Ma la realtà è diversa dal mito. Fino alla metà del Settecento la Polonia era uno degli Stati più vasti e liberi del Continente. Aveva accolto gli ebrei in fuga da occidente; vi convivevano cattolici e protestanti (tra cui un tale Nicolaus Copernicus). Con Venezia, Olanda e Svizzera condivideva un ordinamento che ai tempi veniva considerato repubblicano. Aveva molte ricchezze, troppi territori e grandi fragilità. I suoi vicini amanti dell’autoritarismo, Prussia (poi Germania) e Moscovia (poi Russia) non si fermarono finchè non l’ebbero smembrata completamente. Ma i polacchi, a differenza delle patate, non sono facilmente digeribili. Sconfitti, non smisero di lottare. Sbaragliati, elaborarono una mistica della disfatta che permise loro di ignorare a lungo l’esito disastroso delle battaglie intraprese. Ma, come ogni popolo, anche questo tende a dividersi in due poli contrapposti. Da una parte ci fu chi restò fedele agli ideali della vecchia Rzczpospolita: occidentalismo, filosemitismo, democrazia e odio per la Russia. Dall’altro, c’era chi invece temeva più la Germania e la sua politica di germanizzazione delle terre orientali.
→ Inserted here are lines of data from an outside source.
// SPDX-License-Identifier: AGPL-3.0-or-later
//
// Copyright (C) 2026 Relational Network

//! Signed-token verification.
//!
//! Turns an opaque token into a recovered [`Pubkey`]. Freshness is never
//! implicit: every entry point either takes a [`Freshness`] or documents
//! which one it applies.
//!
//! - Auth tokens (the `token` query parameter) use the configured window.
//! - Resource identifiers embed their creator's proof and are verified with
//!   [`Freshness::Unchecked`]; a captured identifier stays valid forever.

use std::time::Duration;

use super::{codec, recovery, AuthError, Pubkey};

/// Tolerated clock skew for timestamps in the future.
pub const FUTURE_SKEW: Duration = Duration::from_secs(60);

/// Replay policy applied to a token's signed timestamp.
#[derive(Debug, Clone, Copy, PartialEq, Eq)]
pub enum Freshness {
    /// Accept any timestamp. Used for durable identifiers only.
    Unchecked,
    /// Reject tokens older than the window (or further than
    /// [`FUTURE_SKEW`] in the future).
    Within(Duration),
}

/// A successfully verified token.
#[derive(Debug, Clone, PartialEq, Eq)]
pub struct VerifiedToken {
    pub pubkey: Pubkey,
    /// Signed unix timestamp (seconds).
    pub timestamp: u32,
}

/// Verifies signed tokens against the configured auth-token freshness.
#[derive(Debug, Clone, Copy)]
pub struct TokenVerifier {
    auth_freshness: Freshness,
}

impl TokenVerifier {
    pub fn new(auth_freshness: Freshness) -> Self {
        Self { auth_freshness }
    }

    /// The freshness applied by [`TokenVerifier::verify_auth_token`].
    pub fn auth_freshness(&self) -> Freshness {
        self.auth_freshness
    }

    /// Recover the pubkey that signed `message`.
    pub fn verify(&self, message: &[u8], signature: &[u8]) -> Result<Pubkey, AuthError> {
        recovery::recover(message, signature)
    }

    /// Recover the signer and require it to be `expected`.
    ///
    /// # Errors
    /// `AuthError::UnexpectedSigner` if the signature is valid but recovers
    /// a different key.
    pub fn verify_expected(
        &self,
        message: &[u8],
        signature: &[u8],
        expected: &Pubkey,
    ) -> Result<(), AuthError> {
        let signer = self.verify(message, signature)?;
        if &signer != expected {
            return Err(AuthError::UnexpectedSigner);
        }
        Ok(())
    }

    /// Verify a request-authentication token using the configured freshness.
    pub fn verify_auth_token(&self, token: &str) -> Result<VerifiedToken, AuthError> {
        self.verify_token(token, self.auth_freshness)
    }

    /// Verify a durable resource identifier. Freshness is never applied.
    pub fn verify_resource_id(&self, resource_id: &str) -> Result<VerifiedToken, AuthError> {
        self.verify_token(resource_id, Freshness::Unchecked)
    }

    /// Verify a token against an explicit freshness policy at the current time.
    pub fn verify_token(&self, token: &str, freshness: Freshness) -> Result<VerifiedToken, AuthError> {
        self.verify_token_at(token, freshness, chrono::Utc::now().timestamp())
    }

    /// Verify a token as of `now` (unix seconds).
    pub fn verify_token_at(
        &self,
        token: &str,
        freshness: Freshness,
        now: i64,
    ) -> Result<VerifiedToken, AuthError> {
        let raw = codec::decode(token)?;
        let pubkey = self.verify(&raw.timestamp_bytes, &raw.signature)?;
        let timestamp = raw.timestamp();

        if let Freshness::Within(window) = freshness {
            let age = now - i64::from(timestamp);
            let window = i64::try_from(window.as_secs()).unwrap_or(i64::MAX);
            let skew = i64::try_from(FUTURE_SKEW.as_secs()).unwrap_or(i64::MAX);
            if age > window || -age > skew {
                tracing::debug!(%pubkey, age, "rejecting token outside freshness window");
                return Err(AuthError::StaleToken);
            }
        }

        Ok(VerifiedToken { pubkey, timestamp })
    }
}

#[cfg(test)]
mod tests {
    use super::*;
    use crate::auth::Signer;

    const T: u32 = 1_700_000_000;
    const WINDOW: Duration = Duration::from_secs(300);

    fn signer() -> Signer {
        Signer::from_hex("3333333333333333333333333333333333333333333333333333333333333333").unwrap()
    }

    #[test]
    fn token_recovers_signer_and_timestamp() {
        let signer = signer();
        let token = signer.sign_token(T).unwrap();
        let verifier = TokenVerifier::new(Freshness::Unchecked);

        let verified = verifier.verify_token_at(&token, Freshness::Unchecked, T as i64).unwrap();
        assert_eq!(verified.pubkey, signer.pubkey());
        assert_eq!(verified.timestamp, T);
    }

    #[test]
    fn replay_is_accepted_only_when_unchecked() {
        let signer = signer();
        let token = signer.sign_token(T).unwrap();
        let verifier = TokenVerifier::new(Freshness::Within(WINDOW));
        let later = T as i64 + 301;

        // first use inside the window
        assert!(verifier.verify_token_at(&token, Freshness::Within(WINDOW), T as i64 + 5).is_ok());
        // identical token replayed after the window
        assert_eq!(
            verifier.verify_token_at(&token, Freshness::Within(WINDOW), later),
            Err(AuthError::StaleToken)
        );
        assert_eq!(
            verifier
                .verify_token_at(&token, Freshness::Unchecked, later)
                .unwrap()
                .pubkey,
            signer.pubkey()
        );
    }

    #[test]
    fn window_boundary_is_inclusive() {
        let token = signer().sign_token(T).unwrap();
        let verifier = TokenVerifier::new(Freshness::Within(WINDOW));
        assert!(verifier
            .verify_token_at(&token, Freshness::Within(WINDOW), T as i64 + 300)
            .is_ok());
    }

    #[test]
    fn huge_window_accepts_old_tokens() {
        let token = signer().sign_token(T).unwrap();
        let verifier = TokenVerifier::new(Freshness::Unchecked);
        let window = Freshness::Within(Duration::from_secs(u64::MAX));

        assert!(verifier.verify_token_at(&token, window, T as i64 + 86_400).is_ok());
    }

    #[test]
    fn rejects_timestamps_from_the_future() {
        let token = signer().sign_token(T).unwrap();
        let verifier = TokenVerifier::new(Freshness::Within(WINDOW));

        assert!(verifier
            .verify_token_at(&token, Freshness::Within(WINDOW), T as i64 - 60)
            .is_ok());
        assert_eq!(
            verifier.verify_token_at(&token, Freshness::Within(WINDOW), T as i64 - 61),
            Err(AuthError::StaleToken)
        );
    }

    #[test]
    fn resource_ids_never_expire() {
        let signer = signer();
        let resource_id = signer.sign_token(1).unwrap();
        let verifier = TokenVerifier::new(Freshness::Within(WINDOW));

        let verified = verifier.verify_resource_id(&resource_id).unwrap();
        assert_eq!(verified.pubkey, signer.pubkey());
        // the same token is stale as an auth token
        assert_eq!(verifier.verify_auth_token(&resource_id), Err(AuthError::StaleToken));
    }

    #[test]
    fn minted_resource_id_recovers_signer() {
        let signer = signer();
        let id = signer.mint_resource_id().unwrap();
        let verifier = TokenVerifier::new(Freshness::Unchecked);
        assert_eq!(verifier.verify_resource_id(&id).unwrap().pubkey, signer.pubkey());
    }

    #[test]
    fn malformed_token_is_not_a_signature_error() {
        let verifier = TokenVerifier::new(Freshness::Unchecked);
        assert_eq!(verifier.verify_resource_id("***"), Err(AuthError::MalformedToken));
        // valid base64url, valid length, garbage signature
        let garbage = crate::auth::codec::encode(&T.to_be_bytes(), &[1u8; 10]);
        assert_eq!(verifier.verify_resource_id(&garbage), Err(AuthError::InvalidSignature));
    }

    #[test]
    fn signature_over_other_timestamp_recovers_other_key() {
        let signer = signer();
        let sig = signer.sign_compact(&T.to_be_bytes()).unwrap();
        let forged = crate::auth::codec::encode(&(T + 1).to_be_bytes(), &sig);

        let verifier = TokenVerifier::new(Freshness::Unchecked);
        assert_ne!(
            verifier.verify_resource_id(&forged).map(|v| v.pubkey),
            Ok(signer.pubkey())
        );
    }

    #[test]
    fn verify_expected_distinguishes_signers() {
        let verifier = TokenVerifier::new(Freshness::Unchecked);
        let owner = signer();
        let intruder = Signer::generate().unwrap();
        let sig = intruder.sign_compact(b"edit").unwrap();

        assert_eq!(
            verifier.verify_expected(b"edit", &sig, &owner.pubkey()),
            Err(AuthError::UnexpectedSigner)
        );
        assert!(verifier.verify_expected(b"edit", &sig, &intruder.pubkey()).is_ok());
    }
}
La spaccatura nella società polacca ha dei simboli: in letteratura è la differenza fra il rivoluzionario Miczkiewicz e il reazionario Krasinski. In politica è la differenza fra il nazionalismo civico e quello etnico (in Polonia, Paese privato a lungo del suo corpo fisico, la nazione, narod, è tutto). Nella seconda metà dell’Ottocento, i ripetuti fallimenti delle insurrezioni contro i russi spinsero alcuni polacchi, fra cui Roman Dmowski a riflettere sugli insuccessi. Egli incolpò gli ideali romantici e autolesionistici dei Kosciuszko e dei Miczkiewicz. Bisogna cambiare, sostenne, abbandonare i miti della Repubblica nobiliare e puntare sulle risorse della “nazione” polacca intesa in termini puramente etnici. Nasce un nazionalismo simile a quelli di tanti altri nell'Europa orientale e nella Mitteleuropa: tradizionalista, antisemita, xenofobo. Ma più timoroso di Berlino che della pur esecrata Mosca.

I DIOSCURI DEL PIS
Anche ai nostri tempi, la politica del PiS, in qualche modo erede di Dmowski, è in linea con le sue origini: più preoccupata di Bruxelles che di Mosca, almeno fino a quando l’attacco russo alla sorella ucraina ha scompaginato le carte in tavola. I gemelli Kaczynski, sono stati quelli che hanno fatto la più grande apertura di credito a Putin. Nell’aprile 2010 Lech Kacziynski, allora presidente, guidò una folta delegazione comprendente ministri, generali, alto clero, a Smolensk dove Putin li aveva invitati a commemorare il 70° del massacro di Katyn. Un passo importante da parte di Mosca ma la gita in Russia finì male. Pare che il viaggio di ritorno si trasformasse in una baldoria alcolica e i piloti persero il controllo del Tupolev che si schiantò a terra. Non si salvò nessuno dei 96 occupanti del velivolo in una strage che sembrò la versione grottesca dell’eccidio staliniano che si voleva commemorare.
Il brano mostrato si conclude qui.